Remember the “rank and yank” employee performance review system? “Rank and yank” is the slang term for the forced ranking system which Mr. Jack Welch pioneered at General Electric starting in 1981 and which was used to gut the “bottom 10%” performers of the workforce every year. Mr. Welch is the almost mythic GE leader who garnered the nickname “Neutron Jack” for eliminating 100,000 company jobs soon after becoming the CEO. I do not dispute that Mr. Welch was a brilliant business person who (one way or another) consistently delivered results. I would just never classify him as the selfless, humble person categorized as the highest level leader in Collins’ book From Good to Great. Is the “rank and yank” system consistent with your values as a small business leader? Shouldn’t organizations be similar to families with shared values, shared ethics and common approaches? If you agree, then perhaps the “bottom 10%” rule is a bit of an easy out; it may let management off the hook from giving employees the tough love that they may really need.
In the family model, divorce is a normally occurring reality, and divorcing from employees for misbehavior or for not sharing the company’s values, ethics and approaches is acceptable; not controversial. But what about the brother/sister /employee who maintains commitment, tries hard but just cannot deliver a similar degree of defined results? Uh, just cut them off from the family? Hardly.

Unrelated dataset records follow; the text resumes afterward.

//! Web server module
//!
//! Provides the HTTP search API and diagnostics endpoints.

mod handlers;
mod routes;
mod state;

pub use routes::create_router;
pub use state::AppState;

In many organizations, underperforming employees who maintain commitment to the company values may very well be mis-allocated human resources; maybe their capabilities better serve the company in another capacity. I can count on more than two hands examples of hard-working, smart employees who under-performed in one position, but then went on to a very successful career at the same company in another. Given the investment of time and money already in some of these employees, HRInsights recommends that you, as a manager, should consider the following before choosing a point of no return for both the company and the employee.
Step 1: Revisit the performance criteria defining the success of the position.

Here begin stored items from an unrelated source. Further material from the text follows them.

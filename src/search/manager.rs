//! Search orchestration: cache, quota, provider call, parsing and ranking

use super::models::{ProviderStatus, SearchOutcome};
use crate::cache::{normalize_query, ResultCache};
use crate::config::{SearchSettings, Settings};
use crate::engines::{ProviderRequest, SearchProvider, Tavily};
use crate::error::SearchError;
use crate::metrics::MetricsCollector;
use crate::quota::QuotaTracker;
use crate::results::{enhance, ResultParser, SearchResult};
use futures::future::join_all;
use rand::Rng;
use std::collections::HashMap;
use std::sync::Arc;
use std::time::{Duration, Instant};
use tokio::sync::Semaphore;
use tokio::time::{sleep, timeout};
use tracing::{debug, error, info, warn};

/// Query used by the provider status probe
const PROBE_QUERY: &str = "health check";

/// Backoff between retries of retryable provider failures
#[derive(Debug, Clone, Copy)]
pub struct RetryPolicy {
    pub max_retries: u32,
    pub base_delay: Duration,
}

impl RetryPolicy {
    pub fn new(max_retries: u32, base_delay: Duration) -> Self {
        Self {
            max_retries,
            base_delay,
        }
    }

    /// No retries
    pub fn none() -> Self {
        Self::new(0, Duration::ZERO)
    }

    /// `base * 2^attempt` plus up to 25% jitter
    pub fn delay_for(&self, attempt: u32) -> Duration {
        let backoff = self.base_delay.saturating_mul(1u32 << attempt.min(16));
        let max_jitter = u64::try_from(backoff.as_millis() / 4).unwrap_or(u64::MAX);
        let jitter = rand::thread_rng().gen_range(0..=max_jitter);
        backoff + Duration::from_millis(jitter)
    }
}

impl From<&SearchSettings> for RetryPolicy {
    fn from(settings: &SearchSettings) -> Self {
        Self::new(settings.max_retries, settings.retry_base_delay())
    }
}

/// Search manager owning the cache, quota and metrics for one provider
pub struct SearchManager {
    provider: Arc<dyn SearchProvider>,
    settings: SearchSettings,
    cache: Option<Arc<ResultCache>>,
    quota: Arc<QuotaTracker>,
    metrics: Arc<MetricsCollector>,
    timeout: Duration,
    retry: RetryPolicy,
}

impl SearchManager {
    /// Build a manager backed by Tavily
    ///
    /// Fails with [`SearchError::Configuration`] when the settings are invalid
    /// or no API key is configured.
    pub fn from_settings(settings: &Settings) -> Result<Self, SearchError> {
        settings.validate()?;
        let tavily = Tavily::new(&settings.search)?;
        info!("Tavily client initialized ({})", tavily.endpoint());
        Ok(Self::new(settings, Arc::new(tavily)))
    }

    /// Build a manager around any provider
    pub fn new(settings: &Settings, provider: Arc<dyn SearchProvider>) -> Self {
        let cache = settings
            .cache
            .enabled
            .then(|| Arc::new(ResultCache::new(settings.cache.ttl, settings.cache.max_entries)));

        Self {
            provider,
            settings: settings.search.clone(),
            cache,
            quota: Arc::new(QuotaTracker::new(settings.search.daily_quota)),
            metrics: Arc::new(MetricsCollector::new()),
            timeout: settings.search.timeout_duration(),
            retry: RetryPolicy::from(&settings.search),
        }
    }

    /// Replace the quota tracker
    pub fn with_quota(mut self, quota: QuotaTracker) -> Self {
        self.quota = Arc::new(quota);
        self
    }

    /// Replace the cache; `None` disables caching
    pub fn with_cache(mut self, cache: Option<ResultCache>) -> Self {
        self.cache = cache.map(Arc::new);
        self
    }

    /// Set the per-call provider timeout
    pub fn with_timeout(mut self, timeout: Duration) -> Self {
        self.timeout = timeout;
        self
    }

    pub fn with_retry_policy(mut self, retry: RetryPolicy) -> Self {
        self.retry = retry;
        self
    }

    pub fn cache(&self) -> Option<&Arc<ResultCache>> {
        self.cache.as_ref()
    }

    pub fn quota(&self) -> &Arc<QuotaTracker> {
        &self.quota
    }

    pub fn metrics(&self) -> &Arc<MetricsCollector> {
        &self.metrics
    }

    pub fn settings(&self) -> &SearchSettings {
        &self.settings
    }

    /// Search a single query
    ///
    /// Steps run in order: cache check, quota check, provider call, parse,
    /// enhance, cache write. Blank queries return no results and consume no
    /// quota.
    pub async fn search(&self, query: &str) -> SearchOutcome {
        let query = query.trim();
        if query.is_empty() {
            return SearchOutcome::Ok(Vec::new());
        }

        self.metrics.record_request();

        if let Some(cache) = &self.cache {
            if let Some(cached) = cache.get(query) {
                debug!("Cache hit for '{}' ({} results)", query, cached.len());
                self.metrics.record_cache_hit();
                self.metrics.record_success();
                return SearchOutcome::Ok(cached);
            }
            self.metrics.record_cache_miss();
        }

        match self.fetch(query).await {
            Ok(results) => {
                if let Some(cache) = &self.cache {
                    cache.set(query, results.clone());
                }
                self.metrics.record_success();
                debug!("Search '{}' returned {} results", query, results.len());
                SearchOutcome::Ok(results)
            }
            Err(err) => {
                if err.is_timeout() {
                    self.metrics.record_timeout();
                } else {
                    self.metrics.record_failure();
                }
                report(query, &err);
                SearchOutcome::Degraded(err)
            }
        }
    }

    /// Search many queries with at most `max_concurrent` in flight
    ///
    /// Queries that differ only in case or surrounding whitespace are
    /// dispatched once, and each spelling is a key of the result. A failed query maps to an empty
    /// vector without affecting the others.
    pub async fn search_batch<I, S>(
        &self,
        queries: I,
        max_concurrent: usize,
    ) -> HashMap<String, Vec<SearchResult>>
    where
        I: IntoIterator<Item = S>,
        S: Into<String>,
    {
        // Queries sharing a cache key run once; every spelling gets the results
        let mut groups: Vec<Vec<String>> = Vec::new();
        let mut by_key: HashMap<String, usize> = HashMap::new();
        for query in queries.into_iter().map(Into::into) {
            match by_key.get(&normalize_query(&query)) {
                Some(&i) => {
                    if !groups[i].contains(&query) {
                        groups[i].push(query);
                    }
                }
                None => {
                    by_key.insert(normalize_query(&query), groups.len());
                    groups.push(vec![query]);
                }
            }
        }

        let limit = max_concurrent.max(1);
        let semaphore = Semaphore::new(limit);
        info!(
            "Executing batch of {} queries, at most {} concurrent",
            groups.len(),
            limit
        );

        let tasks = groups.into_iter().map(|spellings| {
            let semaphore = &semaphore;
            async move {
                let query = &spellings[0];
                let outcome = match semaphore.acquire().await {
                    Ok(_permit) => self.search(query).await,
                    Err(_) => SearchOutcome::Degraded(SearchError::provider("batch gate closed")),
                };
                if let Some(err) = outcome.degraded_reason() {
                    warn!("Batch query '{}' degraded: {}", query, err);
                }
                (spellings, outcome.into_results())
            }
        });

        join_all(tasks)
            .await
            .into_iter()
            .flat_map(|(spellings, results)| {
                spellings
                    .into_iter()
                    .map(move |query| (query, results.clone()))
            })
            .collect()
    }

    /// Probe the provider with a trivial search, bypassing the cache
    pub async fn status(&self) -> ProviderStatus {
        let request = ProviderRequest::from_settings(PROBE_QUERY, &self.settings).with_max_results(1);
        let started = Instant::now();
        let result = self.call_provider(&request).await;
        let latency_ms = u64::try_from(started.elapsed().as_millis()).unwrap_or(u64::MAX);

        ProviderStatus {
            provider: self.provider.name().to_string(),
            reachable: result.is_ok(),
            latency_ms,
            error: result.err().map(|e| e.to_string()),
        }
    }

    async fn fetch(&self, query: &str) -> Result<Vec<SearchResult>, SearchError> {
        let request = ProviderRequest::from_settings(query, &self.settings);
        let raw = self.call_provider(&request).await?;
        let parsed = ResultParser::now().parse(&raw)?;

        Ok(enhance(
            query,
            parsed,
            self.settings.max_results,
            &self.settings.exclude_domains,
        ))
    }

    /// Quota-gated, time-bounded provider call with retries
    ///
    /// Every attempt consumes one quota unit, whatever its outcome.
    async fn call_provider(&self, request: &ProviderRequest) -> Result<serde_json::Value, SearchError> {
        let mut attempt = 0;
        loop {
            if !self.quota.try_acquire() {
                return Err(SearchError::QuotaExceeded {
                    limit: self.quota.daily_limit(),
                });
            }

            let started = Instant::now();
            let result = timeout(self.timeout, self.provider.search(request)).await;
            self.metrics.record_response_time(started.elapsed());

            match result {
                Err(_) => return Err(SearchError::Timeout(self.timeout)),
                Ok(Ok(raw)) => return Ok(raw),
                Ok(Err(err)) if err.is_retryable() && attempt < self.retry.max_retries => {
                    let delay = self.retry.delay_for(attempt);
                    warn!(
                        "Provider call for '{}' failed ({}), retrying in {:?}",
                        request.query, err, delay
                    );
                    sleep(delay).await;
                    attempt += 1;
                }
                Ok(Err(err)) => return Err(err),
            }
        }
    }
}

fn report(query: &str, err: &SearchError) {
    if err.is_quota_exhausted() {
        error!(target: "pai_search::alert", "Search quota exhausted, '{}' skipped: {}", query, err);
        return;
    }
    match err {
        SearchError::Timeout(limit) => {
            warn!("Search '{}' timed out after {:?}", query, limit)
        }
        SearchError::Parsing { message, raw } => {
            error!("Unparseable provider payload for '{}': {}; raw payload: {}", query, message, raw)
        }
        SearchError::QuotaExceeded { .. } | SearchError::Provider { .. } | SearchError::Configuration(_) => {
            error!("Search '{}' failed: {}", query, err)
        }
    }
}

- Are the criteria relevant to the employee’s function?
- Is the employee able to influence the outcome?
Step 2: Evaluate why the employee has under-delivered on the performance criteria?
- Does he/she understand what is required to be successful in the position?
- Does he/she lack a key characteristic that is critical to success in the position, eg. communication skills, leadership, ability to work independently?
Step 3: Evaluate if there is another function in the organization which would be better suited to his/her capability set and past experience.
Step 4: Consider transition to another position or begin termination process.
Good people who share your company’s value and ethics alone are hard to find. Once you have identified these people, do everything you can to insert them into the right place within the organization. And, forget about being the next Jack Welch. Mr. Welch was a good businessman, but he is old and he was wrong. GE has since dropped Mr. Welch’s forced ranking system, because it was just insane to force people into categories where they did not belong. Coincidentally, there is a relatively new corporate video titled, The GE Family. In it, one employee’s comment summarizes the point well, “Once you become part of a family, why leave?”